YOUR ASSIGNMENT:
Comb the records below for the string "match" and copy each line where it turns up.

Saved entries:
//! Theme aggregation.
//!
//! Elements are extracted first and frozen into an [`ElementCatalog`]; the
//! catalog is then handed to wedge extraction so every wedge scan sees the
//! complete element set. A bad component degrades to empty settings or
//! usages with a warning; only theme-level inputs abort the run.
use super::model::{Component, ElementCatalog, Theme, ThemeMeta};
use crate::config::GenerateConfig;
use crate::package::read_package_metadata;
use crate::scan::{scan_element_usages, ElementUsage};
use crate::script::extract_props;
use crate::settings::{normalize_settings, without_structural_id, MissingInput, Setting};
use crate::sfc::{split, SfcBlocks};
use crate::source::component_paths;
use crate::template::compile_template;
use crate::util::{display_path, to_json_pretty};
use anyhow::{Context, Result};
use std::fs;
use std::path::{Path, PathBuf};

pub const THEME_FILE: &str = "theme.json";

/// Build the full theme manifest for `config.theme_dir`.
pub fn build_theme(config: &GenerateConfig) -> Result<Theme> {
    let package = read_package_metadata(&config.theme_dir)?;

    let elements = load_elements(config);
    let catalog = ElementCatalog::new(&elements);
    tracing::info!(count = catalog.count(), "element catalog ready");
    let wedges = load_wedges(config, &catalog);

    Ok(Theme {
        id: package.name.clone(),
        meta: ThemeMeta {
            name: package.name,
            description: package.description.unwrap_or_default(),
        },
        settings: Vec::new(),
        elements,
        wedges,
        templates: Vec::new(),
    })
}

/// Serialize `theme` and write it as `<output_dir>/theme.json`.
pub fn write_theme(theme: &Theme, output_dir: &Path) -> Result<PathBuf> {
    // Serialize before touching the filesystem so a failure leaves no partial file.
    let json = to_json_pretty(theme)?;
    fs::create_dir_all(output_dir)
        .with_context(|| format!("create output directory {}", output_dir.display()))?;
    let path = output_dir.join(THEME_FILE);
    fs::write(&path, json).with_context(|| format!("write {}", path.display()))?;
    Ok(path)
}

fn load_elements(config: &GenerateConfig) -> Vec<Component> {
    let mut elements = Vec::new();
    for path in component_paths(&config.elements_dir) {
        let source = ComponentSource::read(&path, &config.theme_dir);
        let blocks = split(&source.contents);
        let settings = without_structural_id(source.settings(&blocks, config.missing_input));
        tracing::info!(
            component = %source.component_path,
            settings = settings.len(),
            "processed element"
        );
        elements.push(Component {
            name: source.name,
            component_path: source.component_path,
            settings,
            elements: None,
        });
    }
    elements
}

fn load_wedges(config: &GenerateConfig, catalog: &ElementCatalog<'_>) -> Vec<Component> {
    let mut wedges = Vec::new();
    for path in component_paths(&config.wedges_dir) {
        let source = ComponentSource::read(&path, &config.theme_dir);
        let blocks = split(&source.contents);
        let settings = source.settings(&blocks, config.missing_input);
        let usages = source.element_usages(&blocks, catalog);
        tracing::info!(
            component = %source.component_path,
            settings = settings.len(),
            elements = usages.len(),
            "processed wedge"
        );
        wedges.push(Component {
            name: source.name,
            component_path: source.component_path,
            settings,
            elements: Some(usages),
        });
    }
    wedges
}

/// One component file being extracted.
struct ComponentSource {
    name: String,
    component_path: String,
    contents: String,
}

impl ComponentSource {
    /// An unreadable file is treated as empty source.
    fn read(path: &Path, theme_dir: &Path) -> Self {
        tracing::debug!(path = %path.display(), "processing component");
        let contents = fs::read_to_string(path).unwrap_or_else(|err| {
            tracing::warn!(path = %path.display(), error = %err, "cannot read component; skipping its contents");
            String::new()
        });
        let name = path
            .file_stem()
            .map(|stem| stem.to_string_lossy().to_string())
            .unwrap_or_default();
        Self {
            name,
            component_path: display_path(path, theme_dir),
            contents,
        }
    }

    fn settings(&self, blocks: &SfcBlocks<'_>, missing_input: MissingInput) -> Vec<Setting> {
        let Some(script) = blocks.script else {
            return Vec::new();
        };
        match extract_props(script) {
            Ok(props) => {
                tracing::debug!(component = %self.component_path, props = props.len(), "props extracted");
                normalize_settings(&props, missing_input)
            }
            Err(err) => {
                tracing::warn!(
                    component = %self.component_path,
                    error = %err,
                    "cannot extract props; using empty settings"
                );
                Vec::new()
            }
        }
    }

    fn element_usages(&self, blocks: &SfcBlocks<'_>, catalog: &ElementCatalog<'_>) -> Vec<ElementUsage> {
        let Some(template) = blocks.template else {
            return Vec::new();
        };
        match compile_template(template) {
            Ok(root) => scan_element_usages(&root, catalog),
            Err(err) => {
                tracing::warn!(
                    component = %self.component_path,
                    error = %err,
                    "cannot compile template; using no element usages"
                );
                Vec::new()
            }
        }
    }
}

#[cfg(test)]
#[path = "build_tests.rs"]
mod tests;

TASK OUTPUT:
        match extract_props(script) {
        match compile_template(template) {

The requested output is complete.